(Task directions):
Reproduce only the lines of the material below that start at the line containing "not yet released." and stop at the line containing "pub(crate) fn into_allocated(self)". Keep both end lines.

──────

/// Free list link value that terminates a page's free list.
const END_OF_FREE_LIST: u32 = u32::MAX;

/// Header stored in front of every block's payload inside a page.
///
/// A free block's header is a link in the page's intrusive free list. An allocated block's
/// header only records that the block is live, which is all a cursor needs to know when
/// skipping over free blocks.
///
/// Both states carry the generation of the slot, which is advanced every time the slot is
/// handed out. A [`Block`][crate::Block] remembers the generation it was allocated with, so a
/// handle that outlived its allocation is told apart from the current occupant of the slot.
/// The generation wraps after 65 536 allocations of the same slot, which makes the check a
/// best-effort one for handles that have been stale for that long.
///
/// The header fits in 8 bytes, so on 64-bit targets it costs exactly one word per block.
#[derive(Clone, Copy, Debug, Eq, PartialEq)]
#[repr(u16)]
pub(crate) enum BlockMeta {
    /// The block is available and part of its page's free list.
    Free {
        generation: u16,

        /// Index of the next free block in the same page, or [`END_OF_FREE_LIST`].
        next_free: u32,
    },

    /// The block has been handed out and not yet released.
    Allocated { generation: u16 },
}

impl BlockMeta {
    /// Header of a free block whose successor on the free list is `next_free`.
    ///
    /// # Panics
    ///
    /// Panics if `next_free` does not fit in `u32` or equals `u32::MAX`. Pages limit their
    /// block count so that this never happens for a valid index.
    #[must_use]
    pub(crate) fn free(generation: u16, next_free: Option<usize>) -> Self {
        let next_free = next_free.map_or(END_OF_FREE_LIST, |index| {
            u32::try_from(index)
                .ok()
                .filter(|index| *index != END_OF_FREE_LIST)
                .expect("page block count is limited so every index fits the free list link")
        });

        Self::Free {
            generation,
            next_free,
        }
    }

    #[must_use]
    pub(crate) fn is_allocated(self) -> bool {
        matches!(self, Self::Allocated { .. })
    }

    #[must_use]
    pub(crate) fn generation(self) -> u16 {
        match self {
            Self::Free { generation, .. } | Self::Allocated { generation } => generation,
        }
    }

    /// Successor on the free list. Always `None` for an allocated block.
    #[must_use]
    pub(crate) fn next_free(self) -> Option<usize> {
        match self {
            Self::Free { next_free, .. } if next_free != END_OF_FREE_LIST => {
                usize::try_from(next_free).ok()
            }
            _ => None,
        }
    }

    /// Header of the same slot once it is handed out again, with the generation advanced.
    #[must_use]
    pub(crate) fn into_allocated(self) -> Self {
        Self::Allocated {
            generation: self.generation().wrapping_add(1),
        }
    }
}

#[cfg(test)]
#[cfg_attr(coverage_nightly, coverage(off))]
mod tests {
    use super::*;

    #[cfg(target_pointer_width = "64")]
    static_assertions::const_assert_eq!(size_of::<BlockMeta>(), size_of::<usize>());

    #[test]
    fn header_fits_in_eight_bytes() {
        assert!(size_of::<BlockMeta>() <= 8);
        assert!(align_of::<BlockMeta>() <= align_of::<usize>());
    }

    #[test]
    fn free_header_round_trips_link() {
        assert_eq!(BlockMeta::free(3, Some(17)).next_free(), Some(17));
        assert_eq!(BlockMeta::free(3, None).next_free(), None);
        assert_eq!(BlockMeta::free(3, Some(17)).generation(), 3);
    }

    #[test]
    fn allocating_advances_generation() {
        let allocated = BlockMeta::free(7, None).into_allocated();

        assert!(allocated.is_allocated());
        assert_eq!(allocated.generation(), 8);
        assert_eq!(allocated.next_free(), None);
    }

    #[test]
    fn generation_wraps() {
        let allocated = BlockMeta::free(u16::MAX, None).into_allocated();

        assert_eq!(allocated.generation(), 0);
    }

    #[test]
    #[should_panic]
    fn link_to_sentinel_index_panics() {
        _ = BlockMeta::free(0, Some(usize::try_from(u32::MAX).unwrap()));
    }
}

──────

(Result of the exercise):
    /// The block has been handed out and not yet released.
    Allocated { generation: u16 },
}

impl BlockMeta {
    /// Header of a free block whose successor on the free list is `next_free`.
    ///
    /// # Panics
    ///
    /// Panics if `next_free` does not fit in `u32` or equals `u32::MAX`. Pages limit their
    /// block count so that this never happens for a valid index.
    #[must_use]
    pub(crate) fn free(generation: u16, next_free: Option<usize>) -> Self {
        let next_free = next_free.map_or(END_OF_FREE_LIST, |index| {
            u32::try_from(index)
                .ok()
                .filter(|index| *index != END_OF_FREE_LIST)
                .expect("page block count is limited so every index fits the free list link")
        });

        Self::Free {
            generation,
            next_free,
        }
    }

    #[must_use]
    pub(crate) fn is_allocated(self) -> bool {
        matches!(self, Self::Allocated { .. })
    }

    #[must_use]
    pub(crate) fn generation(self) -> u16 {
        match self {
            Self::Free { generation, .. } | Self::Allocated { generation } => generation,
        }
    }

    /// Successor on the free list. Always `None` for an allocated block.
    #[must_use]
    pub(crate) fn next_free(self) -> Option<usize> {
        match self {
            Self::Free { next_free, .. } if next_free != END_OF_FREE_LIST => {
                usize::try_from(next_free).ok()
            }
            _ => None,
        }
    }

    /// Header of the same slot once it is handed out again, with the generation advanced.
    #[must_use]
    pub(crate) fn into_allocated(self) -> Self {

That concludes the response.